Most system functions in today’s electronic products use combined hardware and software elements in system designs. They offer a broad range of design features for diverse applications. Dependability of system functions is achieved by incorporation of design rules and established processes for applications. Design trade-off can be attained by proper combination of technologies suitable to meet specific application needs. Economic values can be gained through modular packaging and standardization for mass-scale production. System functions can be automated for self-checking to improve performance effectiveness by means of built-in-test or other monitoring schemes. Human intervention in system functions is only necessitated by safety and security regulations, or dictated by social and economic reasons. Annex D provides checklists for hardware, software, and human factor design applications.
6.2.5 Approaches to determine achievement of system dependability
There are three generic approaches to determine that system dependability has been achieved. They serve different purposes with varying degree of engineering rigour. In practice, a combination of these approaches is likely to be used:
a) Demonstration — this is achieved by means of actual system operation in an application environment over a scheduled time period to demonstrate dependability performance. Typical examples include:
— dependability performance history of systems in field operation;
— formal reliability demonstration;
— availability performance during warranty period.
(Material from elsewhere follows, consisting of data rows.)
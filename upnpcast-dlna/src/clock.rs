//! UPnP `REL_TIME` clock strings.
//!
//! Requests carry `HH:MM:SS` built by [`seconds_to_clock`]. Renderers report
//! `TrackDuration` and `RelTime` in the same shape, sometimes with fractional
//! seconds or without the hour component.

use std::time::Duration;

use crate::error::{DlnaError, DlnaResult};

/// Format whole seconds as zero-padded `HH:MM:SS`. Hours are not wrapped.
///
/// ```
/// assert_eq!(upnpcast_dlna::clock::seconds_to_clock(3725), "01:02:05");
/// assert_eq!(upnpcast_dlna::clock::seconds_to_clock(360_000), "100:00:00");
/// ```
pub fn seconds_to_clock(total: u64) -> String {
    let hours = total / 3600;
    let minutes = (total % 3600) / 60;
    let seconds = total % 60;
    format!("{:02}:{:02}:{:02}", hours, minutes, seconds)
}

/// Format a duration as `HH:MM:SS`, rounding to the nearest second.
pub fn duration_to_clock(duration: Duration) -> String {
    seconds_to_clock(duration.saturating_add(Duration::from_millis(500)).as_secs())
}

/// Parse a strict `HH:MM:SS` clock string into whole seconds.
///
/// Hours and minutes must be integers. Seconds may be fractional and are
/// rounded half away from zero.
pub fn clock_to_seconds(clock: &str) -> DlnaResult<u64> {
    let invalid = || DlnaError::InvalidClockFormat(clock.to_string());

    let parts: Vec<&str> = clock.split(':').collect();
    let [hours, minutes, seconds] = parts.as_slice() else {
        return Err(invalid());
    };

    let hours: u64 = hours.parse().map_err(|_| invalid())?;
    let minutes: u64 = minutes.parse().map_err(|_| invalid())?;
    let seconds = parse_seconds(seconds).ok_or_else(invalid)?.round();

    hours
        .checked_mul(3600)
        .and_then(|h| h.checked_add(minutes.checked_mul(60)?))
        .and_then(|hm| hm.checked_add(seconds as u64))
        .ok_or_else(invalid)
}

/// Parse a renderer-reported duration in `MM:SS` or `HH:MM:SS` form.
///
/// Minutes and seconds must be below 60. Fractional seconds are kept.
pub fn parse_duration(clock: &str) -> DlnaResult<Duration> {
    let invalid = || DlnaError::InvalidClockFormat(clock.to_string());

    let parts: Vec<&str> = clock.split(':').collect();
    let (hours, minutes, seconds) = match parts.as_slice() {
        [minutes, seconds] => ("0", *minutes, *seconds),
        [hours, minutes, seconds] => (*hours, *minutes, *seconds),
        _ => return Err(invalid()),
    };

    let hours: u64 = hours.parse().map_err(|_| invalid())?;
    let minutes: u64 = minutes.parse().map_err(|_| invalid())?;
    let seconds = parse_seconds(seconds).ok_or_else(invalid)?;
    if minutes >= 60 || seconds >= 60.0 {
        return Err(invalid());
    }

    let whole = hours
        .checked_mul(3600)
        .and_then(|h| h.checked_add(minutes * 60))
        .ok_or_else(invalid)?;
    let fraction = Duration::try_from_secs_f64(seconds).map_err(|_| invalid())?;

    Ok(Duration::from_secs(whole) + fraction)
}

/// Normalise a clock string to zero-padded `HH:MM:SS`.
///
/// ```
/// assert_eq!(upnpcast_dlna::clock::format_clock_time("0:3:58.6").unwrap(), "00:03:59");
/// ```
pub fn format_clock_time(clock: &str) -> DlnaResult<String> {
    clock_to_seconds(clock).map(seconds_to_clock)
}

fn parse_seconds(text: &str) -> Option<f64> {
    // f64 parsing accepts "inf", "NaN" and exponents; only plain decimals are valid here.
    if text.is_empty() || !text.bytes().all(|b| b.is_ascii_digit() || b == b'.') {
        return None;
    }
    text.parse::<f64>().ok().filter(|s| s.is_finite())
}

#[cfg(test)]
mod tests {
    use super::*;
    use proptest::prelude::*;
    use rstest::rstest;

    #[rstest]
    #[case(0, "00:00:00")]
    #[case(59, "00:00:59")]
    #[case(60, "00:01:00")]
    #[case(3599, "00:59:59")]
    #[case(3600, "01:00:00")]
    #[case(86_400, "24:00:00")]
    fn test_seconds_to_clock(#[case] seconds: u64, #[case] expected: &str) {
        assert_eq!(seconds_to_clock(seconds), expected);
    }

    #[rstest]
    #[case("00:00:00", 0)]
    #[case("01:02:03", 3723)]
    #[case("0:03:58", 238)]
    #[case("00:00:10.4", 10)]
    #[case("00:00:10.5", 11)]
    #[case("00:00:59.5", 60)]
    #[case("100:00:00", 360_000)]
    fn test_clock_to_seconds(#[case] clock: &str, #[case] expected: u64) {
        assert_eq!(clock_to_seconds(clock).unwrap(), expected);
    }

    #[rstest]
    #[case("")]
    #[case("10")]
    #[case("00:10")]
    #[case("00:00:00:00")]
    #[case("aa:00:00")]
    #[case("00:bb:00")]
    #[case("00:00:cc")]
    #[case("-1:00:00")]
    #[case("00:00:-1")]
    #[case("00:00:inf")]
    #[case("00:00:NaN")]
    #[case("1.5:00:00")]
    #[case("NOT_IMPLEMENTED")]
    fn test_clock_to_seconds_rejects_malformed(#[case] clock: &str) {
        assert_eq!(
            clock_to_seconds(clock),
            Err(DlnaError::InvalidClockFormat(clock.to_string()))
        );
    }

    #[test]
    fn test_duration_to_clock_rounds() {
        assert_eq!(duration_to_clock(Duration::from_millis(1_499)), "00:00:01");
        assert_eq!(duration_to_clock(Duration::from_millis(1_500)), "00:00:02");
        assert_eq!(duration_to_clock(Duration::from_secs(5_400)), "01:30:00");
    }

    #[rstest]
    #[case("03:58", Duration::from_secs(238))]
    #[case("01:03:58", Duration::from_secs(3838))]
    #[case("0:00:01.250", Duration::from_millis(1250))]
    #[case("12:00:00", Duration::from_secs(43_200))]
    fn test_parse_duration(#[case] clock: &str, #[case] expected: Duration) {
        assert_eq!(parse_duration(clock).unwrap(), expected);
    }

    #[rstest]
    #[case("58")]
    #[case("1:2:3:4")]
    #[case("60:00")]
    #[case("00:60")]
    #[case("00:61:00")]
    #[case("x:00")]
    fn test_parse_duration_rejects_malformed(#[case] clock: &str) {
        assert!(matches!(parse_duration(clock), Err(DlnaError::InvalidClockFormat(_))));
    }

    #[test]
    fn test_format_clock_time() {
        assert_eq!(format_clock_time("1:2:3").unwrap(), "01:02:03");
        assert!(format_clock_time("1:2").is_err());
    }

    proptest! {
        #[test]
        fn prop_clock_round_trip(seconds in 0u64..360_000) {
            prop_assert_eq!(clock_to_seconds(&seconds_to_clock(seconds)).unwrap(), seconds);
        }

        #[test]
        fn prop_parse_duration_agrees_with_clock_to_seconds(seconds in 0u64..360_000) {
            let clock = seconds_to_clock(seconds);
            prop_assert_eq!(parse_duration(&clock).unwrap(), Duration::from_secs(seconds));
        }

        #[test]
        fn prop_wrong_part_count_is_rejected(parts in proptest::collection::vec(0u32..100, 0..6)) {
            prop_assume!(parts.len() != 3);
            let clock = parts.iter().map(u32::to_string).collect::<Vec<_>>().join(":");
            prop_assert!(matches!(clock_to_seconds(&clock), Err(DlnaError::InvalidClockFormat(_))));
        }
    }
}
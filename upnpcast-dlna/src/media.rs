use std::time::Duration;

/// A piece of media to load onto a renderer.
///
/// ```
/// use std::time::Duration;
/// use upnpcast_dlna::MediaItem;
///
/// let item = MediaItem::new("http://10.0.0.2:3500/movie.mp4", "video/mp4")
///     .with_title("Movie")
///     .with_subtitles("http://10.0.0.2:3500/movie.srt")
///     .with_duration(Duration::from_secs(5400))
///     .seekable(true);
/// assert!(item.has_srt_subtitles());
/// ```
#[derive(Debug, Clone, Default, PartialEq, Eq)]
pub struct MediaItem {
    pub url: String,
    pub title: String,
    /// MIME type, e.g. `video/mp4`
    pub content_type: String,
    pub subtitles_url: Option<String>,
    /// Whether the server honours byte range requests
    pub seekable: bool,
    /// Zero when unknown
    pub duration: Duration,
}

impl MediaItem {
    pub fn new(url: impl Into<String>, content_type: impl Into<String>) -> Self {
        Self {
            url: url.into(),
            content_type: content_type.into(),
            ..Self::default()
        }
    }

    pub fn with_title(mut self, title: impl Into<String>) -> Self {
        self.title = title.into();
        self
    }

    pub fn with_subtitles(mut self, url: impl Into<String>) -> Self {
        self.subtitles_url = Some(url.into());
        self
    }

    pub fn with_duration(mut self, duration: Duration) -> Self {
        self.duration = duration;
        self
    }

    pub fn seekable(mut self, seekable: bool) -> Self {
        self.seekable = seekable;
        self
    }

    /// Subtitle URL when it points at an SRT file.
    pub fn srt_subtitles(&self) -> Option<&str> {
        self.subtitles_url.as_deref().filter(|url| url.contains("srt"))
    }

    pub fn has_srt_subtitles(&self) -> bool {
        self.srt_subtitles().is_some()
    }
}
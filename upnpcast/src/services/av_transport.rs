use soap_client::{CallContext, SoapClient};
use tracing::debug;
use upnpcast_discovery::ServiceType;
use upnpcast_dlna::{build_metadata, seconds_to_clock, MediaItem};

use crate::client::ServiceClient;
use crate::error::{ApiError, Result};
use crate::operations::av_transport::*;

/// Client for a renderer's AVTransport service
///
/// Usually obtained with
/// [`RendererExt::av_transport_client`](crate::RendererExt::av_transport_client).
#[derive(Debug, Clone)]
pub struct AvTransportClient {
    client: ServiceClient,
}

impl AvTransportClient {
    pub fn new(control_url: impl Into<String>) -> Self {
        Self::with_soap_client(SoapClient::new(), control_url)
    }

    pub fn with_soap_client(soap_client: SoapClient, control_url: impl Into<String>) -> Self {
        Self {
            client: ServiceClient::with_soap_client(
                soap_client,
                ServiceType::AVTransport,
                control_url,
            ),
        }
    }

    pub fn control_url(&self) -> &str {
        self.client.control_url()
    }

    pub fn play(&self, ctx: &CallContext) -> Result<()> {
        self.client.execute::<PlayAction>(ctx, &PlayRequest {})
    }

    pub fn pause(&self, ctx: &CallContext) -> Result<()> {
        self.client.execute::<PauseAction>(ctx, &PauseRequest {})
    }

    pub fn stop(&self, ctx: &CallContext) -> Result<()> {
        self.client.execute::<StopAction>(ctx, &StopRequest {})
    }

    /// Seek to `rel_secs` seconds from the start of the current track
    pub fn seek(&self, ctx: &CallContext, rel_secs: u64) -> Result<()> {
        let request = SeekRequest {
            target: seconds_to_clock(rel_secs),
        };
        self.client.execute::<SeekAction>(ctx, &request)
    }

    /// Load `item` as the current media, with DIDL-Lite metadata built from it
    pub fn set_media(&self, ctx: &CallContext, item: &MediaItem) -> Result<()> {
        let request = SetAVTransportURIRequest {
            current_uri: media_url(item)?,
            current_uri_metadata: build_metadata(item),
        };
        debug!(uri = %request.current_uri, "setting transport media");
        self.client.execute::<SetAVTransportURIAction>(ctx, &request)
    }

    /// Queue `item` to play after the current media
    pub fn set_next_media(&self, ctx: &CallContext, item: &MediaItem) -> Result<()> {
        let request = SetNextAVTransportURIRequest {
            next_uri: media_url(item)?,
            next_uri_metadata: build_metadata(item),
        };
        debug!(uri = %request.next_uri, "setting next transport media");
        self.client.execute::<SetNextAVTransportURIAction>(ctx, &request)
    }

    pub fn get_transport_info(&self, ctx: &CallContext) -> Result<TransportInfo> {
        self.client.execute::<GetTransportInfoAction>(ctx, &GetTransportInfoRequest {})
    }

    /// Current track duration and position; unparsable clock values are errors.
    pub fn get_position_info(&self, ctx: &CallContext) -> Result<PositionInfo> {
        self.client.execute::<GetPositionInfoAction>(ctx, &GetPositionInfoRequest {})
    }

    pub fn get_media_info(&self, ctx: &CallContext) -> Result<MediaInfo> {
        self.client.execute::<GetMediaInfoAction>(ctx, &GetMediaInfoRequest {})
    }
}

fn media_url(item: &MediaItem) -> Result<String> {
    if item.url.trim().is_empty() {
        return Err(ApiError::InvalidParameter("media URL is required".to_string()));
    }
    Ok(item.url.clone())
}
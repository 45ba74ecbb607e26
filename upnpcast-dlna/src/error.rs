//! Error types for DLNA metadata handling

use thiserror::Error;

/// Errors produced while building or parsing DLNA metadata
#[derive(Error, Debug, Clone, PartialEq, Eq)]
pub enum DlnaError {
    /// Seek flag outside `00`, `01`, `10`, `11`
    #[error("Invalid seek flag: {0:?}")]
    InvalidSeekFlag(String),

    /// Clock string that is not a valid `HH:MM:SS` (or `MM:SS` for durations)
    #[error("Invalid clock format: {0:?}")]
    InvalidClockFormat(String),

    /// XML deserialization failed
    #[error("XML deserialization failed: {0}")]
    XmlDeserializationFailed(String),
}

/// Result type alias for DLNA operations
pub type DlnaResult<T> = Result<T, DlnaError>;
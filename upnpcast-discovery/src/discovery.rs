//! Renderer search.
//!
//! A search runs in four steps:
//! 1. Send one SSDP M-SEARCH and collect replies for the whole timeout
//! 2. Keep replies advertising AVTransport, de-duplicated by location
//! 3. Fetch and parse each device description, skipping devices that fail
//! 4. Drop renderers missing one of the required services

use std::time::Duration;

use indexmap::IndexSet;
use soap_client::CallContext;
use tracing::{debug, info, warn};

use crate::config::DiscoveryConfig;
use crate::device;
use crate::error::{DiscoveryError, Result};
use crate::renderer::Renderer;
use crate::service::ServiceType;
use crate::ssdp::{SsdpResponse, SsdpTransport, UdpSsdpTransport};

/// Discovers media renderers through an [`SsdpTransport`].
///
/// # Examples
///
/// ```no_run
/// use std::time::Duration;
/// use soap_client::CallContext;
/// use upnpcast_discovery::{Discovery, ServiceType};
///
/// let discovery = Discovery::new()?;
/// let ctx = CallContext::with_timeout(Duration::from_secs(10));
/// for renderer in discovery.search(&ctx, Duration::from_secs(3), &[ServiceType::RenderingControl])? {
///     println!("{} ({})", renderer.friendly_name(), renderer.location());
/// }
/// # Ok::<(), upnpcast_discovery::DiscoveryError>(())
/// ```
#[derive(Debug, Clone)]
pub struct Discovery<T: SsdpTransport = UdpSsdpTransport> {
    transport: T,
    http: reqwest::blocking::Client,
    config: DiscoveryConfig,
}

impl Discovery<UdpSsdpTransport> {
    pub fn new() -> Result<Self> {
        Self::with_config(DiscoveryConfig::default())
    }

    pub fn with_config(config: DiscoveryConfig) -> Result<Self> {
        let transport = UdpSsdpTransport::new(config.user_agent.clone());
        Self::with_transport(transport, config)
    }
}

impl<T: SsdpTransport> Discovery<T> {
    /// Use a custom SSDP transport, e.g. canned responses in tests.
    pub fn with_transport(transport: T, config: DiscoveryConfig) -> Result<Self> {
        let http = reqwest::blocking::Client::builder()
            .user_agent(config.user_agent.clone())
            .build()
            .map_err(|e| {
                DiscoveryError::NetworkError(format!("Failed to create HTTP client: {}", e))
            })?;

        Ok(Self {
            transport,
            http,
            config,
        })
    }

    pub fn config(&self) -> &DiscoveryConfig {
        &self.config
    }

    pub fn transport(&self) -> &T {
        &self.transport
    }

    /// Fetch one device description and build a renderer from it.
    ///
    /// Unlike [`search`](Self::search), every failure is returned to the caller.
    pub fn fetch(&self, ctx: &CallContext, location: &str) -> Result<Renderer> {
        device::fetch_with(&self.http, &self.config, ctx, location)
    }

    /// Search the network for renderers supporting every type in `required`.
    ///
    /// Devices that fail to answer or describe themselves are skipped. Fails
    /// with [`DiscoveryError::NoDeviceAvailable`] when nothing usable remains,
    /// and immediately when `ctx` is cancelled or past its deadline.
    pub fn search(
        &self,
        ctx: &CallContext,
        timeout: Duration,
        required: &[ServiceType],
    ) -> Result<Vec<Renderer>> {
        ctx.check()?;
        let responses = self
            .transport
            .search(&self.config.search_target, ctx.clamp(timeout))?;
        ctx.check()?;

        let locations = renderer_locations(&responses);
        debug!(
            responses = responses.len(),
            candidates = locations.len(),
            "SSDP search finished"
        );

        let mut renderers = Vec::new();
        for location in locations {
            let renderer = match self.fetch(ctx, location) {
                Ok(renderer) => renderer,
                Err(e) if e.is_context_error() => return Err(e),
                Err(e) => {
                    warn!(%location, error = %e, "skipping device");
                    continue;
                }
            };

            if let Some(missing) = required.iter().find(|service| !renderer.supports(**service)) {
                debug!(
                    %location,
                    service = missing.name(),
                    "skipping renderer without required service"
                );
                continue;
            }
            renderers.push(renderer);
        }

        if renderers.is_empty() {
            return Err(DiscoveryError::NoDeviceAvailable);
        }

        info!(count = renderers.len(), "discovered media renderers");
        Ok(renderers)
    }
}

/// Locations of replies advertising AVTransport, in first-seen order
fn renderer_locations(responses: &[SsdpResponse]) -> IndexSet<&str> {
    responses
        .iter()
        .filter(|response| response.search_target.trim() == ServiceType::AVTransport.urn())
        .map(|response| response.location.as_str())
        .collect()
}
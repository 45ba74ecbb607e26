//! Integration tests against the real network
//!
//! These pass whether or not renderers are present: an empty network must
//! report `NoDeviceAvailable`, never a transport error or a panic.

use std::collections::HashSet;
use std::time::{Duration, Instant};

use soap_client::CallContext;
use upnpcast_discovery::{search, Discovery, DiscoveryError, ServiceType};

#[test]
fn test_full_discovery_flow() {
    match search(Duration::from_secs(2), &[]) {
        Ok(renderers) => {
            for renderer in &renderers {
                assert!(renderer.supports(ServiceType::AVTransport));
                assert!(renderer.location().has_host());
                println!("  - {} ({}) at {}", renderer.friendly_name(), renderer.model_name(), renderer.location());
            }
            println!("Discovered {} renderer(s)", renderers.len());
        }
        Err(DiscoveryError::NoDeviceAvailable) => println!("No renderers on this network"),
        Err(DiscoveryError::NetworkError(msg)) => println!("Multicast unavailable: {}", msg),
        Err(other) => panic!("Unexpected discovery error: {:?}", other),
    }
}

#[test]
fn test_no_duplicate_locations() {
    let Ok(renderers) = search(Duration::from_secs(2), &[]) else {
        return;
    };

    let locations: HashSet<_> = renderers.iter().map(|r| r.location().clone()).collect();
    assert_eq!(locations.len(), renderers.len(), "Each location should be reported once");
}

#[test]
fn test_search_respects_context_deadline() {
    let discovery = Discovery::new().expect("Failed to build discovery");
    let ctx = CallContext::with_timeout(Duration::from_millis(500));

    let started = Instant::now();
    let _ = discovery.search(&ctx, Duration::from_secs(5), &[]);

    // SSDP collection is clamped to the deadline; fetches add at most a little more.
    assert!(started.elapsed() < Duration::from_secs(3));
}
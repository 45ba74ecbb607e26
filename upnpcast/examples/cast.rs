//! Cast a media URL to the first renderer found on the network
//!
//! Usage: cargo run -p upnpcast --example cast <media-url> [content-type] [seek-secs]

use std::time::Duration;

use upnpcast::logging::{init_logging, LoggingMode};
use upnpcast::{search, CallContext, MediaItem, RendererExt};

fn main() -> Result<(), Box<dyn std::error::Error>> {
    init_logging(LoggingMode::Development)?;

    let mut args = std::env::args().skip(1);
    let url = args
        .next()
        .ok_or("usage: cast <media-url> [content-type] [seek-secs]")?;
    let content_type = args.next().unwrap_or_else(|| "video/mp4".to_string());
    let seek_to: u64 = args.next().and_then(|s| s.parse().ok()).unwrap_or(0);

    let renderers = search(Duration::from_secs(3), &[])?;
    let renderer = &renderers[0];
    println!("Casting to {} ({})", renderer.friendly_name(), renderer.model_name());

    let transport = renderer.av_transport_client()?;
    let ctx = CallContext::with_timeout(Duration::from_secs(30));

    let title = url.rsplit('/').next().unwrap_or_default().to_string();
    let item = MediaItem::new(url, content_type)
        .with_title(title)
        .seekable(true);

    transport.set_media(&ctx, &item)?;
    transport.play(&ctx)?;

    if seek_to > 0 {
        // Renderers reject Seek until the transport leaves TRANSITIONING
        std::thread::sleep(Duration::from_secs(2));
        transport.seek(&ctx, seek_to)?;
    }

    let info = transport.get_transport_info(&ctx)?;
    let position = transport.get_position_info(&ctx)?;
    println!(
        "{}: {}s of {}s",
        info.transport_state(),
        position.rel_time.as_secs(),
        position.duration.as_secs()
    );

    Ok(())
}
b) Inference — this is achieved by means of statistical methods using observed data of
constituent system functions based on established criteria and assumptions to arrive at a
numerical value representing system dependability attributes (characteristics /
performance). Typical examples include:
— prediction of system of given configuration;
— system simulation;
— capability maturity models;
— test case verification of system performance.
6.2.6 Objective evidence of achievements
The following are key statements on system dependability characteristics for use as objective evidence to support system and product acceptance at applicable system life cycle stages. Objective evidence needs to be documented and authenticated for auditing and contracting purposes.
a) a statement on system dependability attributes and operating environment to reflect user expectations in commercial specification or proposal based on market research information. This provides information to start project planning and develop system dependability specification;
b) a statement on system performance characteristics in system dependability specification. This provides information for establishing dependability design objectives and system architecture;
c) a statement on reliability and maintainability performance characteristics for each system function in functional design specification. This provides information for technology selection, make-buy decisions, and establishing procurement requirements;
d) a statement on reliability and maintainability characteristics for system in-service operation and maintenance. This provides information for logistics support planning, contract maintenance, and special training needs.